(Collection entries)
------------------------------------

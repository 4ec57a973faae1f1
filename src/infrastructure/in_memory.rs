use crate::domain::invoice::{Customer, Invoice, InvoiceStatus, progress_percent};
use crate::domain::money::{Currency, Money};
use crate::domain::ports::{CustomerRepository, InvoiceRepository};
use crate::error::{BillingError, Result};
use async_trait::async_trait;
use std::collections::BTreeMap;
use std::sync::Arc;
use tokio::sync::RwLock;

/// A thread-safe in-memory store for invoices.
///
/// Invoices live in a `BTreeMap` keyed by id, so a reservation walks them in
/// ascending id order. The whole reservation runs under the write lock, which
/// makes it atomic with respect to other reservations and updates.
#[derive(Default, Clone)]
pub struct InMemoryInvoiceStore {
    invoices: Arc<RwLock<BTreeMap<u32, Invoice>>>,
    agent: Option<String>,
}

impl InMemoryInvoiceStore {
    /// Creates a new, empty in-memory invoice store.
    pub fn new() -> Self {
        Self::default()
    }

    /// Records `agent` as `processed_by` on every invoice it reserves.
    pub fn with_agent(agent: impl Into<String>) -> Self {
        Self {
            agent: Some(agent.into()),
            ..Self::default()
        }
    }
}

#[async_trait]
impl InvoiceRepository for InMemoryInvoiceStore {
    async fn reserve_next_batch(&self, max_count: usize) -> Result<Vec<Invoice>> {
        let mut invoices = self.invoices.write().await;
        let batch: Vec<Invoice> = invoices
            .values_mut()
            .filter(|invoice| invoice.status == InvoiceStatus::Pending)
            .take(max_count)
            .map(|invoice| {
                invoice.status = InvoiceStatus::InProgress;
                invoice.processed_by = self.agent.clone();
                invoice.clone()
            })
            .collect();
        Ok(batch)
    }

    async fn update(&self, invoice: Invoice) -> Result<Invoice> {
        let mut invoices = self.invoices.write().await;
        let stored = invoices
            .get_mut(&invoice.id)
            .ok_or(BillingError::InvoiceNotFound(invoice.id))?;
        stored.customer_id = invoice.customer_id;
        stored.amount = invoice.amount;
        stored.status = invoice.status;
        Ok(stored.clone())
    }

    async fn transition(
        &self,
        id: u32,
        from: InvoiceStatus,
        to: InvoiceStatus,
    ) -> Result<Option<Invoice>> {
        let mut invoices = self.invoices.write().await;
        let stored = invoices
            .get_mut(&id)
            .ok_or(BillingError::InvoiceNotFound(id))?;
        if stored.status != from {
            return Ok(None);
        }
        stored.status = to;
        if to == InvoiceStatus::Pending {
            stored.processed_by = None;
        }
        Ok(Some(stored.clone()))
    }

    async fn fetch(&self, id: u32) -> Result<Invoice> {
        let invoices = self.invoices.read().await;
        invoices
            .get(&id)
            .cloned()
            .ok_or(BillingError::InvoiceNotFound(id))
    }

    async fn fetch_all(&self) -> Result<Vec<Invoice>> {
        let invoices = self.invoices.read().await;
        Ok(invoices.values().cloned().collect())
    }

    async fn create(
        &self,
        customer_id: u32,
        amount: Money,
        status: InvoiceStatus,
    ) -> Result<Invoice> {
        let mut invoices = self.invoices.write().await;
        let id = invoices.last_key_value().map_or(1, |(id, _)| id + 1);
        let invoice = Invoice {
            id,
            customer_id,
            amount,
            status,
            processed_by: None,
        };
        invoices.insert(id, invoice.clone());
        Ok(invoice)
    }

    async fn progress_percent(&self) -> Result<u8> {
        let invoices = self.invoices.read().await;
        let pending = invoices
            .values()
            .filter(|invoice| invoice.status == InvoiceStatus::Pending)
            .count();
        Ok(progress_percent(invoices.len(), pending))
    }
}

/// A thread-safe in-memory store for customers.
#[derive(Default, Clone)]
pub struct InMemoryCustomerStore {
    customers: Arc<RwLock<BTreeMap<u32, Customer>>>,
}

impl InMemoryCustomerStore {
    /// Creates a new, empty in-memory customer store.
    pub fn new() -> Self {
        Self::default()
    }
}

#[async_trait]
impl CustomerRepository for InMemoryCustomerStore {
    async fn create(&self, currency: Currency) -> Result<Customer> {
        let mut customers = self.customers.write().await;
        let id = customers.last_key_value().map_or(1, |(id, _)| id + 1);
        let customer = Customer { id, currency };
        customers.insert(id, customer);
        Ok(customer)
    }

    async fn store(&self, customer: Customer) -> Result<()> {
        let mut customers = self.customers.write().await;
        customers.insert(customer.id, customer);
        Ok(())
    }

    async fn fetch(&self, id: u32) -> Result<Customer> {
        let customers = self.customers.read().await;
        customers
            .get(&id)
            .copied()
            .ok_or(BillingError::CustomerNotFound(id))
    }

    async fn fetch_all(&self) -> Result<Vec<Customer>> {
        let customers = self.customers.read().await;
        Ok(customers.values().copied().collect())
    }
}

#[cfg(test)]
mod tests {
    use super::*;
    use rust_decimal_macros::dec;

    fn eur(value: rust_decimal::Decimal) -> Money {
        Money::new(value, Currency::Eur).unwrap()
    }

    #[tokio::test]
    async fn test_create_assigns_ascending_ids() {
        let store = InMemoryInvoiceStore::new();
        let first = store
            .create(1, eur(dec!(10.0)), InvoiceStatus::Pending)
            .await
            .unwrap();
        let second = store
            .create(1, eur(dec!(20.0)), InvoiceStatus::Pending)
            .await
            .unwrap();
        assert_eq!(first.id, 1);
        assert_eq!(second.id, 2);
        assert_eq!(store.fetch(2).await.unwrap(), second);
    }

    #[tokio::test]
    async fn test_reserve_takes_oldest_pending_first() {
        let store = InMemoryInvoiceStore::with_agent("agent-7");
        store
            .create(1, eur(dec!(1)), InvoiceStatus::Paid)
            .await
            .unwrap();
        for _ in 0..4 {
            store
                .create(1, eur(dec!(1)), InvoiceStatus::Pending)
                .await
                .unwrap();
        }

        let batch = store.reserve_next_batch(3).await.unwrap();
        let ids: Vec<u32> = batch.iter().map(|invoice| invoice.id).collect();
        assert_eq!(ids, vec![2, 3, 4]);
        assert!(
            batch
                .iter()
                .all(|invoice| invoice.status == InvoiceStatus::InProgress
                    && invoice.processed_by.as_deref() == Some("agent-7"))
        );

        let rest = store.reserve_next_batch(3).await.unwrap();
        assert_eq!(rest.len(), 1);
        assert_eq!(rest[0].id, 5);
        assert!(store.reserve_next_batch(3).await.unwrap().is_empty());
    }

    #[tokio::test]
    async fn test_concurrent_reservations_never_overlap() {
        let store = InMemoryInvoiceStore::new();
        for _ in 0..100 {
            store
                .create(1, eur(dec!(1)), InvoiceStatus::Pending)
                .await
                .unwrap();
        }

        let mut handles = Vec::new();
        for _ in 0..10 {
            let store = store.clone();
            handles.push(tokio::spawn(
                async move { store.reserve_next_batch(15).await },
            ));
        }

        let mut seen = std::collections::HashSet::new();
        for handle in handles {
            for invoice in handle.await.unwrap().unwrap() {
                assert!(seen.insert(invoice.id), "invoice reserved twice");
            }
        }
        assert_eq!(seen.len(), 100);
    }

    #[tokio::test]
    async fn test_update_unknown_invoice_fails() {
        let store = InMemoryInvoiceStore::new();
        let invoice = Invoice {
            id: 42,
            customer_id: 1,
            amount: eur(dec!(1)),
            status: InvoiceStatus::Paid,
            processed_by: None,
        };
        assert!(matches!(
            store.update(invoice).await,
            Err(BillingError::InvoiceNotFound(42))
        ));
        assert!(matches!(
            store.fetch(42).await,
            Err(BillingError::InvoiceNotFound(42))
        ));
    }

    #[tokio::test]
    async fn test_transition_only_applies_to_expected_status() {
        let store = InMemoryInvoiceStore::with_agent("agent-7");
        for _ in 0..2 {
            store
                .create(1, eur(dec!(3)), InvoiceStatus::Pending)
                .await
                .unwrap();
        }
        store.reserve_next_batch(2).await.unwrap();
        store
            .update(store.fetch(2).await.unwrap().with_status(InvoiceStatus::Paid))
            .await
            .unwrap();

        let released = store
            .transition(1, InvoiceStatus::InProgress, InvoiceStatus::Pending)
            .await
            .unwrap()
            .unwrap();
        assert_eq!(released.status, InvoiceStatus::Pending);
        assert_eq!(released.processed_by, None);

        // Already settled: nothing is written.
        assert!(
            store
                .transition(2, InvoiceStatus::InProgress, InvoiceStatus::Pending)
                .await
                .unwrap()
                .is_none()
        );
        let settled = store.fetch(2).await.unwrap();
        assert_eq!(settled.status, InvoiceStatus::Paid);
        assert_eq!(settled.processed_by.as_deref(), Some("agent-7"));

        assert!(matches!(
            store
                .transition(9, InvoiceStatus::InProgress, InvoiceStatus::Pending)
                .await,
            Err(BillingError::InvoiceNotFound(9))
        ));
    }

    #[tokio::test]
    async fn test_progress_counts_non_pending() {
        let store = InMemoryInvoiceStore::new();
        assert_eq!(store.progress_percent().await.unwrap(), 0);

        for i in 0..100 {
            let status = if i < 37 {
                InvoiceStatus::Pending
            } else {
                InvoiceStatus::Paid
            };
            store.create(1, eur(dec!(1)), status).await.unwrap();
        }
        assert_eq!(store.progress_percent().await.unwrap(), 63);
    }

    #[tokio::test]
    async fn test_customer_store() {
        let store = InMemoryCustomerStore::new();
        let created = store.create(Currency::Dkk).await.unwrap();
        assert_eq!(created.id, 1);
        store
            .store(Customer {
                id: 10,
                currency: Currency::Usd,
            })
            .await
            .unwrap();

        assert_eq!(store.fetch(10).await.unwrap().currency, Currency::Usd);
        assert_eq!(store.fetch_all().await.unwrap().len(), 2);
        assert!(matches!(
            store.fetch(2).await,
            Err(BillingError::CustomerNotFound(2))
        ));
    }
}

------------------------------------

• **The task**
Looking over the records, find each line with the word "BillingError" and copy it.

• **Answer below**
use crate::error::{BillingError, Result};
            .ok_or(BillingError::InvoiceNotFound(invoice.id))?;
            .ok_or(BillingError::InvoiceNotFound(id))?;
            .ok_or(BillingError::InvoiceNotFound(id))
            .ok_or(BillingError::CustomerNotFound(id))
            Err(BillingError::InvoiceNotFound(42))
            Err(BillingError::InvoiceNotFound(42))
            Err(BillingError::InvoiceNotFound(9))
            Err(BillingError::CustomerNotFound(2))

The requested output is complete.